Defendant does not specifically assert that the instant trial court failed to afford full faith and credit to any pertinent Illinois orders, all of which predated the partiesMacomb County divorce proceedings that culminated in a consent judgment. Defendant asserts, without citation of authority, that when "Cook County transferred (not dismissed) its custody case to Michigan because the parties and the courts determined that Michigan was the more convenient forum, the protective provisions went with them into the new state." But he adds that the instant trial court "never needed to review Cook County's findings because the parties reached a Consent Judgment of Divorce that included similar protective provisions[.]" At issue, then, is not the "reversal," or overruling, of specific protective orders originating in Illinois, but rather the enforcement or modification of certain particulars in the partiesMacomb County divorce judgment.

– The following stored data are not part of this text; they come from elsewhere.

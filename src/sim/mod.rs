//! A software model of the NAND subsystem of the SoC, from the APBH DMA channels down to the
//! flash array.
//!
//! The model is the hardware behind every test of the stack, and the backend of `nand-tool`. It
//! is deliberately `!Send`: the driver stack has a single caller, and so does its hardware.

mod bch;
mod bus;
mod flash;
mod soc;

pub use bch::{Decoded, SimBch};
pub use bus::SimNandBus;
pub use flash::SimFlash;
pub use soc::SimSoc;

use crate::config::BoardConfig;
use crate::error::Result;
use crate::gpmi::Gpmi;
use crate::nand::MtdDevice;
use crate::platform::{FixedClock, NoDelay};

/// Rate of the simulated GPMI clock
pub const SIM_GPMI_CLOCK_HZ: u64 = 100_000_000;

/// The driver stack as a board would assemble it, over simulated hardware
pub type SimMtd = MtdDevice<Gpmi<SimSoc, SimSoc>>;

/// A simulated board: the SoC model and the driver stack running on it
pub struct SimNandSystem {
    pub soc: SimSoc,
    pub mtd: SimMtd,
}

impl SimNandSystem {
    /// Wire one flash chip to each chip select and bring the stack up on them
    pub fn build(config: &BoardConfig, flashes: Vec<SimFlash>) -> Result<Self> {
        let soc = SimSoc::new(flashes);
        let gpmi = Gpmi::new(
            soc.clone(),
            soc.clone(),
            Box::new(FixedClock::new(SIM_GPMI_CLOCK_HZ)),
            config,
        )?;
        let mtd = MtdDevice::scan(gpmi, Box::new(NoDelay::default()), config)?;
        Ok(Self { soc, mtd })
    }

    /// Power-cycle the board: the flash keeps its contents, everything else starts over
    pub fn reboot(self, config: &BoardConfig) -> Result<Self> {
        let flashes = self.soc.take_flashes();
        drop(self.mtd);
        Self::build(config, flashes)
    }

    /// Take the flash chips back out, e.g. to save them
    pub fn into_flashes(self) -> Vec<SimFlash> {
        self.soc.take_flashes()
    }
}
#[cfg(test)]
mod tests {
    use super::*;
    use rand::rngs::SmallRng;
    use rand::{Rng, SeedableRng};
    use rstest::rstest;

    #[test]
    fn test_packed_codes() {
        let mut bbt = Bbt::new(10);
        assert_eq!(bbt.iter().filter(|c| *c == BlockCode::Good).count(), 10);

        bbt.set(0, BlockCode::Factory);
        bbt.set(5, BlockCode::Worn);
        bbt.set(9, BlockCode::Reserved);
        assert_eq!(bbt.get(0), BlockCode::Factory);
        assert_eq!(bbt.get(1), BlockCode::Good);
        assert_eq!(bbt.get(5), BlockCode::Worn);
        assert_eq!(bbt.get(9), BlockCode::Reserved);

        bbt.set(5, BlockCode::Good);
        assert_eq!(bbt.get(5), BlockCode::Good);
        assert_eq!(bbt.get(4), BlockCode::Good);
    }

    #[test]
    fn test_reserved_blocks_need_allow_bbt() {
        let mut bbt = Bbt::new(4);
        bbt.set(3, BlockCode::Reserved);
        bbt.set(1, BlockCode::Worn);
        assert!(bbt.is_bad(3, false));
        assert!(!bbt.is_bad(3, true));
        assert!(bbt.is_bad(1, true));
        assert!(!bbt.is_bad(0, false));
    }

    #[test]
    fn test_two_bit_encoding() {
        let mut bbt = Bbt::new(4);
        bbt.set(1, BlockCode::Worn);
        bbt.set(2, BlockCode::Reserved);
        bbt.set(3, BlockCode::Factory);

        let mut buf = [0xFF];
        encode_table(&bbt, 0, 4, 2, 0, &mut buf);
        // good=11, worn=10, reserved stored as good=11, factory=00
        assert_eq!(buf[0], 0b00_11_10_11);

        let decoded = decode_table(&buf, 4, 2, 0);
        assert_eq!(decoded, [(1, BlockCode::Worn), (3, BlockCode::Factory)]);
    }

    #[rstest]
    #[case(2, 0x01)]
    #[case(4, 0x05)]
    #[case(8, 0x7F)]
    fn test_round_trip_with_reserved_code(#[case] bits: u32, #[case] rcode: u8) {
        let mut rng = SmallRng::seed_from_u64(bits.into());
        let blocks = 100;
        let mut bbt = Bbt::new(blocks);
        for block in 0..blocks {
            let code = match rng.gen_range(0..8) {
                0 => BlockCode::Worn,
                1 => BlockCode::Factory,
                2 => BlockCode::Reserved,
                _ => BlockCode::Good,
            };
            bbt.set(block, code);
        }

        let mut buf = vec![0xFF; table_len(blocks, bits)];
        encode_table(&bbt, 0, blocks, bits, rcode, &mut buf);

        let mut read_back = Bbt::new(blocks);
        for (block, code) in decode_table(&buf, blocks, bits, rcode) {
            read_back.set(block, code);
        }
        assert_eq!(read_back, bbt);
    }

    #[test]
    fn test_one_bit_table_loses_wear_distinction() {
        let mut bbt = Bbt::new(8);
        bbt.set(2, BlockCode::Worn);
        bbt.set(6, BlockCode::Factory);
        let mut buf = [0xFF];
        encode_table(&bbt, 0, 8, 1, 0, &mut buf);
        assert_eq!(buf[0], !0b0100_0100);
        assert_eq!(
            decode_table(&buf, 8, 1, 0),
            [(2, BlockCode::Factory), (6, BlockCode::Factory)]
        );
    }

    #[test]
    fn test_table_len() {
        assert_eq!(table_len(1024, 2), 256);
        assert_eq!(table_len(10, 2), 3);
        assert_eq!(table_len(10, 8), 10);
        assert_eq!(table_len(9, 1), 2);
    }
}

According to MCL 722.27(1)(c), a court may modify an existing child-custody order "for proper cause shown or because of change of circumstances...." That subsection further states that a court may not change a child's established custodial environment except upon presentation of "clear and convincing evidence that it is in the best interest of the child" and sets forth criteria for determining the existence of an established custodial environment. "However, a lesser, more flexible, understanding of proper cause or change in circumstances is applicable to a request to modify parenting time" in ways that would not affect the child's established custodial environment.

Marik v. Marik , 325 Mich. App. 353, 367-368, 925 N.W.2d 885 (2018) (quotation marks and citation omitted). Further, if the proposed modification would not change the custodial environment, the proponent of the modification need show that the change is in the child's best interests on a mere preponderance of the evidence. Shade v. Wright , 291 Mich. App. 17, 23, 805 N.W.2d 1 (2010). In this case, defendant concedes that plaintiff's motion for custody of the subject child's passport has no bearing on the child's established...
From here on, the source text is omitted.